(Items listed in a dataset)
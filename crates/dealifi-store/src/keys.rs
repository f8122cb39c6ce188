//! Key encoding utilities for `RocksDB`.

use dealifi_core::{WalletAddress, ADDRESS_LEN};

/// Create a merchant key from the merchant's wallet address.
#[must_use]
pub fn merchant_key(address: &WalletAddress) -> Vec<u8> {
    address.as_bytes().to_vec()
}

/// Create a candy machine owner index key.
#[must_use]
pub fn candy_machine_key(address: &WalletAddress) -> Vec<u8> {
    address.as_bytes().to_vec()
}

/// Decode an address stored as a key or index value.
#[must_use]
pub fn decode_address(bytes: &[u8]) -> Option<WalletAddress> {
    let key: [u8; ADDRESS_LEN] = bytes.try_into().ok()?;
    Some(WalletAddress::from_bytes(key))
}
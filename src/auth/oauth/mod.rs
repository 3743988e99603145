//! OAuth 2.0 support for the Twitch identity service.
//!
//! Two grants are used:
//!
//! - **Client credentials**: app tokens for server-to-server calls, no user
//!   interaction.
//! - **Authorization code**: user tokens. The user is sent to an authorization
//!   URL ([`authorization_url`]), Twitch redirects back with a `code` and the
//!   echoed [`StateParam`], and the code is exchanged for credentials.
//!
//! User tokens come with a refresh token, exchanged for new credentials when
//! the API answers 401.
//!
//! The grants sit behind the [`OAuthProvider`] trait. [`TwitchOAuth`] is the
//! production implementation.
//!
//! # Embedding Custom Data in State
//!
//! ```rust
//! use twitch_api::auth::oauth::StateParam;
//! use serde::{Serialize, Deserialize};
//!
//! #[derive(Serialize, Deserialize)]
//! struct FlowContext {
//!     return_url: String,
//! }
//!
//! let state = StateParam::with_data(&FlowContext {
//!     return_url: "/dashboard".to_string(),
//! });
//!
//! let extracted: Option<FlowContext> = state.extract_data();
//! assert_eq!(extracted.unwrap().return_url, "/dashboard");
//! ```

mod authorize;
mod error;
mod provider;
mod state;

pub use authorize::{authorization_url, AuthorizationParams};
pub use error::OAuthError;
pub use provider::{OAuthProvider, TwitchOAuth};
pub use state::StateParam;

...

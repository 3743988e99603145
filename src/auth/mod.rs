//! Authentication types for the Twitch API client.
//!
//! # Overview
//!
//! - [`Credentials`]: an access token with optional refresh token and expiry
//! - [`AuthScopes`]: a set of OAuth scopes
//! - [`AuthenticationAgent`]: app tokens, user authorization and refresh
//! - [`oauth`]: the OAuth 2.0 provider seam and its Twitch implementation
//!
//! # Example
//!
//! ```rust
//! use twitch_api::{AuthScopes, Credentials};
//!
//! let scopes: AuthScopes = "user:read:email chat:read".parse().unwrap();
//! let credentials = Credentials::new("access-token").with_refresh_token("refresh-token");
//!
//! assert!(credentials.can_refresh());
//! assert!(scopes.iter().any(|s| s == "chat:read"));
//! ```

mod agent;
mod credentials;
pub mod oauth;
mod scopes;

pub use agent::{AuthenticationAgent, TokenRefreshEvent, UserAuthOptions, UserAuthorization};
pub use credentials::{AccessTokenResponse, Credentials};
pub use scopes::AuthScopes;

---

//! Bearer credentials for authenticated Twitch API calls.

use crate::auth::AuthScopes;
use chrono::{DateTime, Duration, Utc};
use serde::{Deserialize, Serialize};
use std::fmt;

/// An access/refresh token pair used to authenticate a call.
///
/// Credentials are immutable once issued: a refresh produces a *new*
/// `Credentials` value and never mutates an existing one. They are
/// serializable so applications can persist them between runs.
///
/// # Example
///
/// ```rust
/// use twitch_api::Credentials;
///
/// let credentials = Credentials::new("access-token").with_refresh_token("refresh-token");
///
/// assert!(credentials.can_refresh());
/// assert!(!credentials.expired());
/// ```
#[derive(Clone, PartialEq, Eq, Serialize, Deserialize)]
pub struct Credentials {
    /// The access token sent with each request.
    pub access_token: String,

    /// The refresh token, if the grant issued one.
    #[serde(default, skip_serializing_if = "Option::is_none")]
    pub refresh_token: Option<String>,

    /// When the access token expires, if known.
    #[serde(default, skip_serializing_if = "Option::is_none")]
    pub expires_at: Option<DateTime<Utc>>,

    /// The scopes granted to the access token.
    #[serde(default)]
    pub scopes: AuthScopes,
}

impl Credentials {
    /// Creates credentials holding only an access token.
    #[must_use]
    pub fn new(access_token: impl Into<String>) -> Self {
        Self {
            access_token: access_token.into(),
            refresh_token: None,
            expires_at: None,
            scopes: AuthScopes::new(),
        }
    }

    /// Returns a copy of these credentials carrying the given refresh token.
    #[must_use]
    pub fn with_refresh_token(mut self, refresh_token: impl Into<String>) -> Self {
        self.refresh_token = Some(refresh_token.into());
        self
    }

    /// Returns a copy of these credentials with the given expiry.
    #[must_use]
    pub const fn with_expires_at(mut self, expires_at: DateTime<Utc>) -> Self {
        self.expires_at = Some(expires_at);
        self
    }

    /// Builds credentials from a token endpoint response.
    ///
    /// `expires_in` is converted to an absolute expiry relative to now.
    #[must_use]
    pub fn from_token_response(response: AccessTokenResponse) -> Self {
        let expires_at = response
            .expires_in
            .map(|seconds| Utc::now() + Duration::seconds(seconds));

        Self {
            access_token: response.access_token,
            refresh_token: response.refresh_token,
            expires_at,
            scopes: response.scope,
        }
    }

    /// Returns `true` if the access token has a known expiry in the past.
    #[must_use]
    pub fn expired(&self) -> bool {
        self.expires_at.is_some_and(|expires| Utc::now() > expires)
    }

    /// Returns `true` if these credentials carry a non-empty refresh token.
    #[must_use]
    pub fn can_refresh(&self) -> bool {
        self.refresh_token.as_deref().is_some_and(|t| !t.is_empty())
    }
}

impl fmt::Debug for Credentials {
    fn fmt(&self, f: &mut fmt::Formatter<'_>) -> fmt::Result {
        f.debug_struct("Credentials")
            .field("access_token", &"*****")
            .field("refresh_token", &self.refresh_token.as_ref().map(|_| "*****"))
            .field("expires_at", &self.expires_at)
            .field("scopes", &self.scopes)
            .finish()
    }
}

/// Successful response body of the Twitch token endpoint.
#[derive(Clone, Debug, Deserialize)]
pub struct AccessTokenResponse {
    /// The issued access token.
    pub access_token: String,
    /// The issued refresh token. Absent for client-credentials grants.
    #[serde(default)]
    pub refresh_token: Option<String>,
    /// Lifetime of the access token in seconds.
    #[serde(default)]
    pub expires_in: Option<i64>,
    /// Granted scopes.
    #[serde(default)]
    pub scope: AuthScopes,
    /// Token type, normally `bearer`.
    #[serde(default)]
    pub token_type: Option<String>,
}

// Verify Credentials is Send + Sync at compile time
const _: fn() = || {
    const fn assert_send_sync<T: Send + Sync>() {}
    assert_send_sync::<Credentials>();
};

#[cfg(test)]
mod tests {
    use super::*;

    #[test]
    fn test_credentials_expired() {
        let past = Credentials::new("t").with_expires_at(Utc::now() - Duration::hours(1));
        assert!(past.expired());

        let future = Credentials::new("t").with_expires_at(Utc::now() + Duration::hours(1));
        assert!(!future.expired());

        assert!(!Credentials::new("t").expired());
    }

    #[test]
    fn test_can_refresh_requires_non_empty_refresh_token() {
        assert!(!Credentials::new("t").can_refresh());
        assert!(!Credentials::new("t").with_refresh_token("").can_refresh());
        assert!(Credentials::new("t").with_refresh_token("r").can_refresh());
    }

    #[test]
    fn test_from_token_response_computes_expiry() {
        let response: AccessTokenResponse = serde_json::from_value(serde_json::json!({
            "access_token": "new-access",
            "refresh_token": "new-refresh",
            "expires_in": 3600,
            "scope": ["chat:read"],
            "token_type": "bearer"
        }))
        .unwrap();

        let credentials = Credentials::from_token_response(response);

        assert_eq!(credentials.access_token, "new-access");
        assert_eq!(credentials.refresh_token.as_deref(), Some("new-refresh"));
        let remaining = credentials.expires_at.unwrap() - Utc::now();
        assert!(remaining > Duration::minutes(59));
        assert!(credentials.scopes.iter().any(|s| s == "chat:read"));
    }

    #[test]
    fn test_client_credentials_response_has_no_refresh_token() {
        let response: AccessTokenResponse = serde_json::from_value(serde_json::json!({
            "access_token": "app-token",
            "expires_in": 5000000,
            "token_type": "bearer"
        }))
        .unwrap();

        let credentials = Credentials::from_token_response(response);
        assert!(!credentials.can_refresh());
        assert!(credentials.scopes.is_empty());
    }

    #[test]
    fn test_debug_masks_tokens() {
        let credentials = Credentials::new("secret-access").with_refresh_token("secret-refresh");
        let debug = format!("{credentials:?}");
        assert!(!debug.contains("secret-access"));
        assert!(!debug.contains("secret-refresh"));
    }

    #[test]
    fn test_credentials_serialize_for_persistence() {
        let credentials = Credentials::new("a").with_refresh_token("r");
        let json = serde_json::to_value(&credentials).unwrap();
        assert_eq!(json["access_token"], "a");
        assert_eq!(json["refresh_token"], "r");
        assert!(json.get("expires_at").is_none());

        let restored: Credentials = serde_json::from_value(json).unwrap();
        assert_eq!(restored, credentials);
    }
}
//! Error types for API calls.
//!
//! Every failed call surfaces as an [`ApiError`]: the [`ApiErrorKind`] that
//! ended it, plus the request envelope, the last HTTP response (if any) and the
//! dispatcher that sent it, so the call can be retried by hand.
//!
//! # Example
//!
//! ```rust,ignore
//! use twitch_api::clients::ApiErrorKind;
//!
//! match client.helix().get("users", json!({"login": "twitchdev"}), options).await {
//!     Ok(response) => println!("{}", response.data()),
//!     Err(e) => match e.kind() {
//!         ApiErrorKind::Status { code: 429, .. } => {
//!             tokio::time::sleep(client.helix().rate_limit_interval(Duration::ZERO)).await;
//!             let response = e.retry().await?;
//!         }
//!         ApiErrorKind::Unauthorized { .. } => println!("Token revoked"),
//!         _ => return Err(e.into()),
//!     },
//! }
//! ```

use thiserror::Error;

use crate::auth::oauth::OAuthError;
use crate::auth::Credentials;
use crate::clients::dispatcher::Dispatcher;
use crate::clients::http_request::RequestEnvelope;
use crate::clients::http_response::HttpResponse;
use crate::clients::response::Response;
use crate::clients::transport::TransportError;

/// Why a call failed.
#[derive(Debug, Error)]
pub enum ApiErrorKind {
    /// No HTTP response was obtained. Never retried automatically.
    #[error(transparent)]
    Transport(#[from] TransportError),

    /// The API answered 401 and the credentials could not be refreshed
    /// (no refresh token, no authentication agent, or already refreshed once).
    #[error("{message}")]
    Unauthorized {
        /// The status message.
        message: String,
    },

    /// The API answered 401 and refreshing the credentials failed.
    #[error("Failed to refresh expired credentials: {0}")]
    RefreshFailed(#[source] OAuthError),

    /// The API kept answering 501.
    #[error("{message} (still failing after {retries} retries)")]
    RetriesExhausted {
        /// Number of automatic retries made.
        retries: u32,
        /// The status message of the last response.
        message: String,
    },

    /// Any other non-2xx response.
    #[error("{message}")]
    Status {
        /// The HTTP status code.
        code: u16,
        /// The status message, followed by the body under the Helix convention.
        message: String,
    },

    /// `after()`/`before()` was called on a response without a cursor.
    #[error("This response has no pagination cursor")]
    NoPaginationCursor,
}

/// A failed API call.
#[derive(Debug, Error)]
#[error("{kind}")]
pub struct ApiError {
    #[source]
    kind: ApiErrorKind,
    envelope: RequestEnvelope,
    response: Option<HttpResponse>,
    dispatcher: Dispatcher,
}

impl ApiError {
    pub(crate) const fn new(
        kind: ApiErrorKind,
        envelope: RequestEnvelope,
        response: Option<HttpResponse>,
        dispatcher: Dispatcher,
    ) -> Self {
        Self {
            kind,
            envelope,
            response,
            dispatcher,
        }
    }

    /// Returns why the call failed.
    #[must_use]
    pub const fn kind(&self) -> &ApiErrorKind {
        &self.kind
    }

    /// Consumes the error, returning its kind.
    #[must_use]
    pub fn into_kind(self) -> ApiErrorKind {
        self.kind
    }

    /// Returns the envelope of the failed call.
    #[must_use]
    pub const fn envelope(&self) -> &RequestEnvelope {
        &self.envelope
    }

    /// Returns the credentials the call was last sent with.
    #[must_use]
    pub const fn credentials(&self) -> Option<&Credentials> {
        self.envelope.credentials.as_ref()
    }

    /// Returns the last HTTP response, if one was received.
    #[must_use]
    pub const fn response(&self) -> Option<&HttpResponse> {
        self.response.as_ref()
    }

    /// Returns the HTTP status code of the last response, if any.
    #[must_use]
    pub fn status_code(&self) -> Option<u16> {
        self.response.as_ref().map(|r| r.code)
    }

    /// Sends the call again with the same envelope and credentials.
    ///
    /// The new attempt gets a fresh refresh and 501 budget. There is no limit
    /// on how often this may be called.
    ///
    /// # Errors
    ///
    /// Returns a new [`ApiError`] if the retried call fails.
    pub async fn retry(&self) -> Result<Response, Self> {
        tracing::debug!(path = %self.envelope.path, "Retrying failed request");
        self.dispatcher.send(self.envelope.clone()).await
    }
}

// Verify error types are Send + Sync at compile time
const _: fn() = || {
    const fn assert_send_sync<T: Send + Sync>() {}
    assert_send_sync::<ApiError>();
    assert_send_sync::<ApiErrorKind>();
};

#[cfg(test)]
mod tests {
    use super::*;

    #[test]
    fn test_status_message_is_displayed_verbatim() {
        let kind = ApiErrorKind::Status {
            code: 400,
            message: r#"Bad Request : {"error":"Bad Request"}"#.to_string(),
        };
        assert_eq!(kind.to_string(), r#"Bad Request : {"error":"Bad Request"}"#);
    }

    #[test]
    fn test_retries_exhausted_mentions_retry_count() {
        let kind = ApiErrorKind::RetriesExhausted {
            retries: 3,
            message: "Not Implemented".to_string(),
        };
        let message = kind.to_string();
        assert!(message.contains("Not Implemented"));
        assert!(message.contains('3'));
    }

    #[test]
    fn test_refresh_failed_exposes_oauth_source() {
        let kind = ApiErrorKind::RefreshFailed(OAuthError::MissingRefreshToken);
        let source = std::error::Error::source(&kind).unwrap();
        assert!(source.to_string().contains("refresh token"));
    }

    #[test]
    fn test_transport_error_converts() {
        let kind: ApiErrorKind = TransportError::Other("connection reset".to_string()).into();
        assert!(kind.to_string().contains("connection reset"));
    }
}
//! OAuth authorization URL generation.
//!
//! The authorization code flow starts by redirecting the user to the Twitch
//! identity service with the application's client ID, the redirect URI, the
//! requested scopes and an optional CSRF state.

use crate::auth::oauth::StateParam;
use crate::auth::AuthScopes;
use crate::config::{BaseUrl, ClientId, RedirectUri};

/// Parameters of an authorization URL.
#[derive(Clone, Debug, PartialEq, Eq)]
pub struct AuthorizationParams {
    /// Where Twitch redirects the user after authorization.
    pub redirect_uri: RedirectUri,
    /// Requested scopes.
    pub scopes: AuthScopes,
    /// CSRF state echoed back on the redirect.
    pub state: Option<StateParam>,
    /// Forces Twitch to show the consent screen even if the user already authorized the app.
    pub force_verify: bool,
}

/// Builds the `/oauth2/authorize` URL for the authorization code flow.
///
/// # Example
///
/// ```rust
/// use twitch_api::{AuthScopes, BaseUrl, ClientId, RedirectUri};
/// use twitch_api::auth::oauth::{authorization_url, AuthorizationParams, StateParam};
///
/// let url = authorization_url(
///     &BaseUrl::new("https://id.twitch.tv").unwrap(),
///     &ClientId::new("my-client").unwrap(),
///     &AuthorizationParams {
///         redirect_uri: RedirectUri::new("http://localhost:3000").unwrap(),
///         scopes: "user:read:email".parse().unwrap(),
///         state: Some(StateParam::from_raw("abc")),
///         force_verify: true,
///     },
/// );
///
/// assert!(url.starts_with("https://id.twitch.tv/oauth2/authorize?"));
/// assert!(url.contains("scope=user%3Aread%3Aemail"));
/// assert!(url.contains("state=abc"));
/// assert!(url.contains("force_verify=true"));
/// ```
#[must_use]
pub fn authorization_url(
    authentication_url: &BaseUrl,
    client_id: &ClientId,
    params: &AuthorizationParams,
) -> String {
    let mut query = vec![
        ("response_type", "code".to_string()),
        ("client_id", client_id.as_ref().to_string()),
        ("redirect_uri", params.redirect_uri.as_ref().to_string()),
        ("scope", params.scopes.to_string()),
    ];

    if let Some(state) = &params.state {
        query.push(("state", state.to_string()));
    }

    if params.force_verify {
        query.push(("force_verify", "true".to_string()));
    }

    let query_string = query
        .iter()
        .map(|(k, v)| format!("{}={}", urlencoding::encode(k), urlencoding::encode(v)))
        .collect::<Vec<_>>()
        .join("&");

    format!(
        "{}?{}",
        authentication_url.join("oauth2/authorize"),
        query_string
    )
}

▶ **What is being asked**
In the entries above, find every line with the word "endpoint" and list it.

▶ **Written response**
    /// Builds credentials from a token endpoint response.
/// Successful response body of the Twitch token endpoint.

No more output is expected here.